In ‘Kusum Ingots and Alloys Limited V. Union of India’ – 2004
(4) TMI 342 - SUPREME COURT OF INDIA the High Court held that the facts pleaded in the writ petition
must have some nexus in relation to the prayer to be granted and not those
facts which has nothing to do with the prayer made therein. Even a small
part of cause of action if arose within the territorial jurisdiction of a High
Court, the Court will have jurisdiction in the matter.
In ‘Sterling Agro Industries Limited V. Union of India’

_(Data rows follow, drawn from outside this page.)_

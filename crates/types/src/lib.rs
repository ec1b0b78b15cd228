//! Core types module - shared data structures and constants
//!
//! This module defines the fundamental types used throughout the workspace.
//! All types are pure data with no external dependencies, so they can be
//! used by the rule engine, the tick driver, the event log and the terminal
//! front end alike.
//!
//! # Board Dimensions
//!
//! - **Width**: 10 columns (indexed 0-9, left to right)
//! - **Height**: 20 rows (indexed 0-19, top to bottom)
//! - **Spawn anchor**: (3, 0), rotation 0
//!
//! # Timing
//!
//! | Constant | Value | Description |
//! |----------|-------|-------------|
//! | `BASE_DROP_MS` | 1000 | Gravity interval at the start of a game |
//! | `DROP_INTERVAL_STEPS` | 100/500/1000 pts | Score thresholds for 700/500/300ms |
//! | `FLASH_INTERVAL_MS` | 150 | Length of one flash half-cycle |
//! | `FLASH_HALF_CYCLES` | 6 | Half-cycles before full rows are removed |
//!
//! # Examples
//!
//! ```
//! use color_tetris_types::{BlockColor, Command, Rotation, Shape, BOARD_HEIGHT, BOARD_WIDTH};
//!
//! assert_eq!(Shape::from_str("t"), Some(Shape::T));
//! assert_eq!(Rotation::from_index(5), Rotation::East);
//! assert_eq!(BlockColor::from_str("Sky"), Some(BlockColor::Sky));
//! assert_eq!(Command::from_str("hardDrop"), Some(Command::HardDrop));
//!
//! assert_eq!(BOARD_WIDTH, 10);
//! assert_eq!(BOARD_HEIGHT, 20);
//! ```

/// Board width in cells (10 columns)
pub const BOARD_WIDTH: u8 = 10;

/// Board height in cells (20 rows)
pub const BOARD_HEIGHT: u8 = 20;

/// Anchor column for freshly spawned pieces
pub const SPAWN_X: i8 = 3;

/// Anchor row for freshly spawned pieces
pub const SPAWN_Y: i8 = 0;

/// Gravity interval at the start of every game (1000ms = 1 row per second)
pub const BASE_DROP_MS: u32 = 1000;

/// Score thresholds and the drop interval that applies once each is reached.
///
/// Ordered by threshold; the last matching entry wins.
pub const DROP_INTERVAL_STEPS: [(u32, u32); 3] = [(100, 700), (500, 500), (1000, 300)];

/// Length of one flash half-cycle for rows pending removal
pub const FLASH_INTERVAL_MS: u32 = 150;

/// Number of visible/hidden half-cycles before full rows are removed (3 blinks)
pub const FLASH_HALF_CYCLES: u8 = 6;

/// Points awarded per cleared row before the height bonus
pub const ROW_CLEAR_BASE_POINTS: u32 = 10;

/// Board coordinate (column, row).
///
/// Rows grow downwards. A row may be negative transiently, e.g. when a
/// rotation candidate pokes above the board.
#[derive(Debug, Clone, Copy, PartialEq, Eq, Hash, Default)]
pub struct Position {
    pub x: i8,
    pub y: i8,
}

impl Position {
    pub const fn new(x: i8, y: i8) -> Self {
        Self { x, y }
    }

    pub const fn offset(self, dx: i8, dy: i8) -> Self {
        Self {
            x: self.x + dx,
            y: self.y + dy,
        }
    }
}

/// The seven tetromino shapes.
///
/// Shapes carry no color: a piece's color is chosen independently.
#[derive(Debug, Clone, Copy, PartialEq, Eq, Hash)]
pub enum Shape {
    I,
    O,
    T,
    S,
    Z,
    J,
    L,
}

impl Shape {
    pub const ALL: [Shape; 7] = [
        Shape::I,
        Shape::O,
        Shape::T,
        Shape::S,
        Shape::Z,
        Shape::J,
        Shape::L,
    ];

    /// Position in [`Shape::ALL`], used to index static tables.
    pub const fn index(self) -> usize {
        match self {
            Shape::I => 0,
            Shape::O => 1,
            Shape::T => 2,
            Shape::S => 3,
            Shape::Z => 4,
            Shape::J => 5,
            Shape::L => 6,
        }
    }

    /// Parse shape from string (case-insensitive)
    pub fn from_str(s: &str) -> Option<Self> {
        match s.to_lowercase().as_str() {
            "i" => Some(Shape::I),
            "o" => Some(Shape::O),
            "t" => Some(Shape::T),
            "s" => Some(Shape::S),
            "z" => Some(Shape::Z),
            "j" => Some(Shape::J),
            "l" => Some(Shape::L),
            _ => None,
        }
    }

    /// Convert to lowercase string
    pub fn as_str(&self) -> &'static str {
        match self {
            Shape::I => "i",
            Shape::O => "o",
            Shape::T => "t",
            Shape::S => "s",
            Shape::Z => "z",
            Shape::J => "j",
            Shape::L => "l",
        }
    }
}

/// Rotation states (North = spawn orientation, index 0)
///
/// The cycle goes North → East → South → West → North.
#[derive(Debug, Clone, Copy, PartialEq, Eq, Hash, Default)]
pub enum Rotation {
    #[default]
    North,
    East,
    South,
    West,
}

impl Rotation {
    /// Build a rotation from any index, taken modulo 4.
    pub const fn from_index(index: u32) -> Self {
        match index % 4 {
            0 => Rotation::North,
            1 => Rotation::East,
            2 => Rotation::South,
            _ => Rotation::West,
        }
    }

    pub const fn index(self) -> usize {
        match self {
            Rotation::North => 0,
            Rotation::East => 1,
            Rotation::South => 2,
            Rotation::West => 3,
        }
    }

    /// Rotate clockwise
    pub fn rotate_cw(&self) -> Self {
        match self {
            Rotation::North => Rotation::East,
            Rotation::East => Rotation::South,
            Rotation::South => Rotation::West,
            Rotation::West => Rotation::North,
        }
    }

    /// Convert to string
    pub fn as_str(&self) -> &'static str {
        match self {
            Rotation::North => "north",
            Rotation::East => "east",
            Rotation::South => "south",
            Rotation::West => "west",
        }
    }
}

/// The 16-color block palette.
///
/// Colors are pure identity; [`BlockColor::rgb`] is only a rendering hint.
#[derive(Debug, Clone, Copy, PartialEq, Eq, Hash)]
pub enum BlockColor {
    Red,
    Orange,
    Yellow,
    Lime,
    Green,
    Mint,
    Cyan,
    Sky,
    Blue,
    Indigo,
    Purple,
    Magenta,
    Pink,
    Rose,
    Coral,
    Amber,
}

impl BlockColor {
    pub const ALL: [BlockColor; 16] = [
        BlockColor::Red,
        BlockColor::Orange,
        BlockColor::Yellow,
        BlockColor::Lime,
        BlockColor::Green,
        BlockColor::Mint,
        BlockColor::Cyan,
        BlockColor::Sky,
        BlockColor::Blue,
        BlockColor::Indigo,
        BlockColor::Purple,
        BlockColor::Magenta,
        BlockColor::Pink,
        BlockColor::Rose,
        BlockColor::Coral,
        BlockColor::Amber,
    ];

    /// 24-bit RGB value used by renderers.
    pub const fn rgb(self) -> (u8, u8, u8) {
        match self {
            BlockColor::Red => (255, 0, 0),
            BlockColor::Orange => (255, 128, 0),
            BlockColor::Yellow => (255, 255, 0),
            BlockColor::Lime => (128, 255, 0),
            BlockColor::Green => (0, 204, 0),
            BlockColor::Mint => (0, 255, 128),
            BlockColor::Cyan => (0, 255, 255),
            BlockColor::Sky => (0, 128, 255),
            BlockColor::Blue => (0, 0, 255),
            BlockColor::Indigo => (77, 0, 128),
            BlockColor::Purple => (128, 0, 128),
            BlockColor::Magenta => (255, 0, 255),
            BlockColor::Pink => (255, 102, 179),
            BlockColor::Rose => (255, 0, 128),
            BlockColor::Coral => (255, 77, 77),
            BlockColor::Amber => (255, 191, 0),
        }
    }

    /// Parse color from string (case-insensitive)
    pub fn from_str(s: &str) -> Option<Self> {
        let lower = s.to_lowercase();
        Self::ALL.into_iter().find(|c| c.as_str() == lower)
    }

    pub fn as_str(&self) -> &'static str {
        match self {
            BlockColor::Red => "red",
            BlockColor::Orange => "orange",
            BlockColor::Yellow => "yellow",
            BlockColor::Lime => "lime",
            BlockColor::Green => "green",
            BlockColor::Mint => "mint",
            BlockColor::Cyan => "cyan",
            BlockColor::Sky => "sky",
            BlockColor::Blue => "blue",
            BlockColor::Indigo => "indigo",
            BlockColor::Purple => "purple",
            BlockColor::Magenta => "magenta",
            BlockColor::Pink => "pink",
            BlockColor::Rose => "rose",
            BlockColor::Coral => "coral",
            BlockColor::Amber => "amber",
        }
    }
}

/// Cell on the board (None = empty, Some = locked block of that color)
pub type Cell = Option<BlockColor>;

/// Commands a host can issue to a game session.
#[derive(Debug, Clone, Copy, PartialEq, Eq, Hash)]
pub enum Command {
    MoveLeft,
    MoveRight,
    Rotate,
    HardDrop,
    Tick,
    NewGame,
}

impl Command {
    /// Parse command from string (case-insensitive)
    pub fn from_str(s: &str) -> Option<Self> {
        match s.to_lowercase().as_str() {
            "moveleft" => Some(Command::MoveLeft),
            "moveright" => Some(Command::MoveRight),
            "rotate" => Some(Command::Rotate),
            "harddrop" => Some(Command::HardDrop),
            "tick" => Some(Command::Tick),
            "newgame" => Some(Command::NewGame),
            _ => None,
        }
    }

    /// Convert to string
    pub fn as_str(&self) -> &'static str {
        match self {
            Command::MoveLeft => "moveLeft",
            Command::MoveRight => "moveRight",
            Command::Rotate => "rotate",
            Command::HardDrop => "hardDrop",
            Command::Tick => "tick",
            Command::NewGame => "newGame",
        }
    }
}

– 2012 (6) TMI 76 - DELHI HIGH COURT - LB held as following regarding to the cause of action-
- The
sole cause of action emerges at the place or location where the
tribunal/appellate authority/revisional authority is situate and the said
High Court cannot decline to entertain the writ petition as that would
amount to failure of the duty of the Court cannot be accepted inasmuch as
such a finding totally based on the situs of the
tribunal/appellate authority/revisional authority totally ignoring the
concept of forum conveniens;
- Even
a miniscule part of cause of action arises within the jurisdiction of the
Court, a writ petition would be maintainable before the High Court;
- An
order of the appellate authority constitutes a part of cause of action to
make the writ petition maintainable in the High Court within whose
jurisdiction the appellate authority is situated. Yet the same may not be
the singular factor to compel the High Court to decide the matter on
merits. The High Court may refuse to exercise its discretionary
jurisdiction by invoking the doctrine of forum conveniens.
In ‘Oil & Natural Gas Commission V. Utpal Kumar Basu
& Others’ – 1994 (6) TMI 193 - SUPREME COURT, the Supreme Court held that mere sending
of fax message from a particular place and the reply having received there from
would not constitute a integral part of the cause of action.
In ‘National Textile Corporation Limited V. Haribox Swalram’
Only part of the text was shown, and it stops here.